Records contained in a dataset
[Start of section]

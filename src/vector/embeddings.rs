//! Embedding model wrapper.
//!
//! The daemon only ever needs `text -> vector`; everything else about the
//! model is someone else's problem. The `Embedder` trait is the seam:
//! the service holds a `dyn Embedder`, production wires in fastembed,
//! tests wire in a deterministic stub.

use fastembed::{InitOptions, TextEmbedding};
use std::path::PathBuf;
use std::sync::Mutex;
use std::time::Duration;

/// Default download timeout for model files (5 minutes)
const DEFAULT_DOWNLOAD_TIMEOUT: Duration = Duration::from_secs(300);

#[derive(Debug, thiserror::Error)]
pub enum EmbeddingError {
    #[error("Model initialization failed: {0}")]
    InitFailed(String),

    #[error("Embedding generation failed: {0}")]
    EmbeddingFailed(String),

    #[error("Invalid model name: {0}")]
    InvalidModel(String),
}

/// A synchronous, possibly slow `text -> fixed-length vector` function.
pub trait Embedder: Send + Sync {
    fn embed(&self, text: &str) -> Result<Vec<f32>, EmbeddingError>;
    fn dimensions(&self) -> usize;
    fn model_name(&self) -> &str;
}

/// fastembed-backed embedder. This is the expensive load the daemon
/// protocol exists to hide: constructing it downloads the model on first
/// use and spins up the ONNX runtime.
pub struct FastEmbedder {
    model: Mutex<TextEmbedding>,
    model_name: String,
    dimensions: usize,
}

impl FastEmbedder {
    /// # Arguments
    /// * `model_name` - Name of the model (e.g., "all-MiniLM-L6-v2")
    /// * `cache_dir` - Directory to cache downloaded models
    /// * `download_timeout` - Optional timeout for model download
    pub fn new(
        model_name: &str,
        cache_dir: PathBuf,
        download_timeout: Option<Duration>,
    ) -> Result<Self, EmbeddingError> {
        let model_enum = Self::parse_model_name(model_name)?;
        let _timeout = download_timeout.unwrap_or(DEFAULT_DOWNLOAD_TIMEOUT);

        std::fs::create_dir_all(&cache_dir).map_err(|e| {
            EmbeddingError::InitFailed(format!("Failed to create models directory: {}", e))
        })?;

        let options = InitOptions::new(model_enum)
            .with_cache_dir(cache_dir)
            .with_show_download_progress(false);

        let mut model = TextEmbedding::try_new(options)
            .map_err(|e| EmbeddingError::InitFailed(e.to_string()))?;

        let dimensions = Self::probe_dimensions(&mut model)?;

        Ok(Self {
            model: Mutex::new(model),
            model_name: model_name.to_string(),
            dimensions,
        })
    }

    /// Parse model name string to fastembed enum.
    fn parse_model_name(name: &str) -> Result<fastembed::EmbeddingModel, EmbeddingError> {
        match name.to_lowercase().as_str() {
            "all-minilm-l6-v2" | "allminiml6v2" => Ok(fastembed::EmbeddingModel::AllMiniLML6V2),
            "all-minilm-l6-v2-q" | "allminiml6v2q" => Ok(fastembed::EmbeddingModel::AllMiniLML6V2Q),
            "bge-small-en-v1.5" | "bgesmallenv15" => Ok(fastembed::EmbeddingModel::BGESmallENV15),
            "bge-small-en-v1.5-q" | "bgesmallenv15q" => Ok(fastembed::EmbeddingModel::BGESmallENV15Q),
            "bge-base-en-v1.5" | "bgebaseenv15" => Ok(fastembed::EmbeddingModel::BGEBaseENV15),
            "bge-base-en-v1.5-q" | "bgebaseenv15q" => Ok(fastembed::EmbeddingModel::BGEBaseENV15Q),
            "bge-large-en-v1.5" | "bgelargeenv15" => Ok(fastembed::EmbeddingModel::BGELargeENV15),
            "bge-large-en-v1.5-q" | "bgelargeenv15q" => Ok(fastembed::EmbeddingModel::BGELargeENV15Q),
            _ => Err(EmbeddingError::InvalidModel(format!(
                "Unknown model: {}. Supported models: all-MiniLM-L6-v2, bge-small-en-v1.5, bge-base-en-v1.5, bge-large-en-v1.5 (add -q suffix for quantized)",
                name
            ))),
        }
    }

    /// Probe the model to determine embedding dimensions.
    fn probe_dimensions(model: &mut TextEmbedding) -> Result<usize, EmbeddingError> {
        let test_embeddings = model
            .embed(vec!["test"], None)
            .map_err(|e| EmbeddingError::InitFailed(format!("Failed to probe dimensions: {}", e)))?;

        test_embeddings
            .first()
            .map(|v| v.len())
            .ok_or_else(|| EmbeddingError::InitFailed("Model returned no embedding".to_string()))
    }
}

impl Embedder for FastEmbedder {
    fn embed(&self, text: &str) -> Result<Vec<f32>, EmbeddingError> {
        let mut model = self.model.lock().map_err(|e| {
            EmbeddingError::EmbeddingFailed(format!("Failed to acquire model lock: {}", e))
        })?;

        let embeddings = model
            .embed(vec![text], None)
            .map_err(|e| EmbeddingError::EmbeddingFailed(e.to_string()))?;

        embeddings
            .into_iter()
            .next()
            .ok_or_else(|| EmbeddingError::EmbeddingFailed("No embedding returned".to_string()))
    }

    fn dimensions(&self) -> usize {
        self.dimensions
    }

    fn model_name(&self) -> &str {
        &self.model_name
    }
}

/// Deterministic embedder for tests: hashes each whitespace token into a
/// bucket, so equal texts get equal vectors and token overlap produces
/// similarity.
#[cfg(test)]
pub struct StubEmbedder {
    pub dims: usize,
}

#[cfg(test)]
impl Embedder for StubEmbedder {
    fn embed(&self, text: &str) -> Result<Vec<f32>, EmbeddingError> {
        let mut v = vec![0.0f32; self.dims];
        for token in text.to_lowercase().split_whitespace() {
            let mut hash: u64 = 1469598103934665603;
            for b in token.bytes() {
                hash ^= b as u64;
                hash = hash.wrapping_mul(1099511628211);
            }
            v[(hash % self.dims as u64) as usize] += 1.0;
        }
        Ok(v)
    }

    fn dimensions(&self) -> usize {
        self.dims
    }

    fn model_name(&self) -> &str {
        "stub"
    }
}

#[cfg(test)]
mod tests {
    use super::*;

    #[test]
    fn test_invalid_model_name() {
        let temp_dir = std::env::temp_dir().join("sift-embed-invalid");
        let result = FastEmbedder::new("nonexistent-model", temp_dir, None);
        assert!(matches!(result, Err(EmbeddingError::InvalidModel(_))));
    }

    #[test]
    #[ignore = "requires model download"]
    fn test_model_creation() {
        let temp_dir = std::env::temp_dir().join("sift-embed-test");
        let embedder = FastEmbedder::new("all-MiniLM-L6-v2", temp_dir.clone(), None).unwrap();
        assert_eq!(embedder.model_name(), "all-MiniLM-L6-v2");
        assert_eq!(embedder.dimensions(), 384);

        let embedding = embedder.embed("Hello, world!").unwrap();
        assert_eq!(embedding.len(), 384);

        let _ = std::fs::remove_dir_all(&temp_dir);
    }

    #[test]
    fn test_stub_is_deterministic() {
        let stub = StubEmbedder { dims: 16 };
        assert_eq!(stub.embed("hello world").unwrap(), stub.embed("hello world").unwrap());
        assert_ne!(stub.embed("hello world").unwrap(), stub.embed("goodbye").unwrap());
    }
}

[End of section]

• [Work request]:
From the line containing "let mut hash: u64" to the final line of the entries, print every line exactly and nothing else.

• [Written solution]:
            let mut hash: u64 = 1469598103934665603;
            for b in token.bytes() {
                hash ^= b as u64;
                hash = hash.wrapping_mul(1099511628211);
            }
            v[(hash % self.dims as u64) as usize] += 1.0;
        }
        Ok(v)
    }

    fn dimensions(&self) -> usize {
        self.dims
    }

    fn model_name(&self) -> &str {
        "stub"
    }
}

#[cfg(test)]
mod tests {
    use super::*;

    #[test]
    fn test_invalid_model_name() {
        let temp_dir = std::env::temp_dir().join("sift-embed-invalid");
        let result = FastEmbedder::new("nonexistent-model", temp_dir, None);
        assert!(matches!(result, Err(EmbeddingError::InvalidModel(_))));
    }

    #[test]
    #[ignore = "requires model download"]
    fn test_model_creation() {
        let temp_dir = std::env::temp_dir().join("sift-embed-test");
        let embedder = FastEmbedder::new("all-MiniLM-L6-v2", temp_dir.clone(), None).unwrap();
        assert_eq!(embedder.model_name(), "all-MiniLM-L6-v2");
        assert_eq!(embedder.dimensions(), 384);

        let embedding = embedder.embed("Hello, world!").unwrap();
        assert_eq!(embedding.len(), 384);

        let _ = std::fs::remove_dir_all(&temp_dir);
    }

    #[test]
    fn test_stub_is_deterministic() {
        let stub = StubEmbedder { dims: 16 };
        assert_eq!(stub.embed("hello world").unwrap(), stub.embed("hello world").unwrap());
        assert_ne!(stub.embed("hello world").unwrap(), stub.embed("goodbye").unwrap());
    }
}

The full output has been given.